Ademais, nossas ASF não são criadas em cativeiro. Dê uma "lidinha" no pai dos burros para ver o significado de cativeiro. Acho que vc sequer viu uma colônia de ASF em uma caixa racional!!Kakakaka!!!

SIDI disse...

Caro Germano,sou meliponicultor em São Paulo SP em meio a metrópole e discordo do seu ponto de vista pois a meliponicultura vai contra o que o Sr.afirmou.Tenho pena de quem fez isso com essa árvore pois certamente ele pagará um alto prêço pela maldade.Não é certo generalizar,pois somos conservadores da biodiversidade pois ela é importantíssima para as nossas abelhas(digo nossas pois as apis melíferas não são nativas do Brasil)A preservação é a garantia de que nossos filhos e netos terão no futuro um mundo melhor.
A meliponicultura é a garantia de que essas abelhas não serão exterminadas por meleiros.
Sidi.São Paulo.SP.

Paulo disse...

Olá Germano,
quais são as evidências de que as colméias foram retiradas das árvores por meliponicultores? É claro que existem meliponicultores irresponsáveis, mas também existem em todo canto pessoas conhecidas como "meleiros", que simplesmente retiram o mel das abelhas, onde quer que estejam, descartando depois a colméia. Aqui na região de Sorocaba já conheci muitos destes, que vasculham as matas e campos abertos atrás de colméias de Apis e nativas. Cortam árvores, destroem cupinzeiros, atrás do mel.
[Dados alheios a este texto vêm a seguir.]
//! Two-stage scrape: expand the listing, then fan out over the detail pages
//!
//! The listing stage runs to completion before any detail request is issued.
//! Detail extraction runs up to `max_concurrent` titles at a time on the
//! current task; each title resolves to its own `Result`, so a broken page only
//! costs its own row.

#![allow(clippy::uninlined_format_args)]

use futures::stream::{self, StreamExt};
use std::path::PathBuf;
use thiserror::Error;
use tracing::{error, info, warn};

use crate::application::aggregator::{AggregationReport, Aggregator};
use crate::domain::{DetailSource, ListingReference, ListingSource, SearchMode, SearchRequest};
use crate::infrastructure::browser::{BrowserListingSource, ExpansionError};
use crate::infrastructure::config::AppConfig;
use crate::infrastructure::extraction_error::{ExtractionError, ExtractionResult};
use crate::infrastructure::http_client::{DetailFetcher, HttpClientConfig};
use crate::infrastructure::parsing::{
    DetailParseContext, ListingParseContext, ListingParser, ParsingConfig, ParsingError, TitleDetailParser,
};
use crate::infrastructure::paths::OutputError;

/// Shown for anything that is not the listing being unreachable
pub const GENERIC_FAILURE_MESSAGE: &str = "sorry we run into some error please try again";

/// Failures that end the run with a non-zero status
#[derive(Error, Debug)]
pub enum PipelineError {
    #[error("Listing could not be expanded: {0}")]
    ListingUnavailable(#[from] ExpansionError),

    #[error("Listing layout did not match: {0}")]
    ListingLayout(#[from] ParsingError),

    #[error("Failed to write results: {0}")]
    Output(#[from] OutputError),

    #[error("Failed to build HTTP client: {0}")]
    HttpClient(#[from] reqwest::Error),

    #[error("Invalid base URL: {0}")]
    BaseUrl(#[from] url::ParseError),
}

impl PipelineError {
    pub const fn exit_code(&self) -> u8 {
        1
    }

    /// Plain-language message for the end user
    pub fn user_message(&self, mode: SearchMode) -> String {
        match self {
            Self::ListingUnavailable(_) => format!(
                "Sorry, seems like we broke the imdb server or you have entered wrong {}, Please Try again after 5 minute",
                mode.label()
            ),
            _ => GENERIC_FAILURE_MESSAGE.to_string(),
        }
    }
}

/// Outcome of a successful run
#[derive(Debug, Clone)]
pub struct PipelineReport {
    pub path: PathBuf,
    pub listed: usize,
    pub aggregation: AggregationReport,
}

#[derive(Debug, Clone)]
pub struct PipelineSettings {
    pub base_url: String,
    pub out_dir: PathBuf,
    pub max_concurrent: usize,
    pub parsing: ParsingConfig,
}

impl PipelineSettings {
    pub fn from_app_config(config: &AppConfig) -> Self {
        Self {
            base_url: config.site.base_url.clone(),
            out_dir: config.paths.out_dir.clone(),
            max_concurrent: config.details.max_concurrent,
            parsing: config.parsing.clone(),
        }
    }
}

pub struct ScrapePipeline<L, D> {
    listing: L,
    details: D,
    listing_parser: ListingParser,
    detail_parser: TitleDetailParser,
    settings: PipelineSettings,
}

impl ScrapePipeline<BrowserListingSource, DetailFetcher> {
    /// Chromium for the listing, reqwest for the details
    pub fn from_app_config(config: &AppConfig) -> Result<Self, PipelineError> {
        let listing = BrowserListingSource::from_app_config(config);
        let details = DetailFetcher::with_config(HttpClientConfig::from_app_config(config)?)?;
        Self::new(listing, details, PipelineSettings::from_app_config(config))
    }
}

impl<L, D> ScrapePipeline<L, D>
where
    L: ListingSource,
    D: DetailSource,
{
    pub fn new(listing: L, details: D, settings: PipelineSettings) -> Result<Self, PipelineError> {
        Ok(Self {
            listing,
            details,
            listing_parser: ListingParser::with_config(&settings.parsing.listing)?,
            detail_parser: TitleDetailParser::with_config(&settings.parsing.detail)?,
            settings,
        })
    }

    pub async fn run(&self, request: &SearchRequest) -> Result<PipelineReport, PipelineError> {
        let url = request.listing_url(&self.settings.base_url);
        info!("🔍 Scraping '{}' ({}) from {}", request.term(), request.mode(), url);

        let markup = self.listing.expand(&url).await.map_err(|e| {
            error!("Listing stage failed: {}", e);
            PipelineError::from(e)
        })?;

        let references = self
            .listing_parser
            .parse(&markup, &ListingParseContext::new(request.mode(), url.as_str()))
            .map_err(|e| {
                error!("Listing layout mismatch: {}", e);
                PipelineError::from(e)
            })?;
        let listed = references.len();
        if listed == 0 {
            warn!("Listing {} has no items", url);
        }
        info!("📋 {} titles listed, fetching with concurrency {}", listed, self.settings.max_concurrent);

        let mut aggregator = Aggregator::new();
        let mut outcomes = stream::iter(references)
            .map(move |reference| async move {
                let outcome = self.extract_one(&reference).await;
                (reference, outcome)
            })
            .buffer_unordered(self.settings.max_concurrent.max(1));

        while let Some((reference, outcome)) = outcomes.next().await {
            aggregator.accept(&reference, outcome);
        }

        let path = aggregator.persist(&self.settings.out_dir, request.term())?;
        let aggregation = aggregator.report();
        info!(
            "🎉 Done: {} rows, {} failed, written to {:?}",
            aggregation.succeeded, aggregation.failed, path
        );

        Ok(PipelineReport {
            path,
            listed,
            aggregation,
        })
    }

    /// Fetch and parse one title; every failure stays inside the returned result
    async fn extract_one(&self, reference: &ListingReference) -> ExtractionResult {
        let markup = self.details.fetch(reference).await?;

        let context = DetailParseContext::new(reference.as_str());
        self.detail_parser
            .parse(&markup, &context)
            .map_err(|source| ExtractionError::Parse {
                url: reference.to_string(),
                source,
            })
    }
}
Então, gostaria de saber se vc tem realmente certeza se foram meliponicultores que derrubaram a árvore e retiraram a colméia. Caso contrário, vc corre o risco de estar cometendo uma tremenda injustiça contra milhares de criadores sérios espalhados pelo Brasil, divulgando idéias equivocadas sobre uma cultura que ainda está engatinhando no nosso país, mas q tem evitado a extinção de várias espécies de abelhas de nossa fauna nativa.
Abraço fraterno
Paulo Otton

Paulo disse...

Ah, outra coisa, se as abelhas fossem criadas em cativeiro, morreriam de fome...elas são livres para irem onde quiserem...nós só mantemos conosco as suas casas, as colméias...e inclusive, algumas vezes, elas nos abandonam e enxameiam para outros lugares...talvez vc precise rever os seus conceitos...
Abraço...

Rúbio Proença disse...
Este comentário foi removido pelo autor.
comocriarwebsites disse...

é possível fazer uma enxameação da colméia através de iscas. Isso é autorizado pelo IBAMA. O que é proibido é retirar o ninho cortando a árvore como fizeram. Ou seja é possível gerar um novo enxame sem precisar retirar o enxame do seu local original. Quem fez isso não tem nem idéia disso!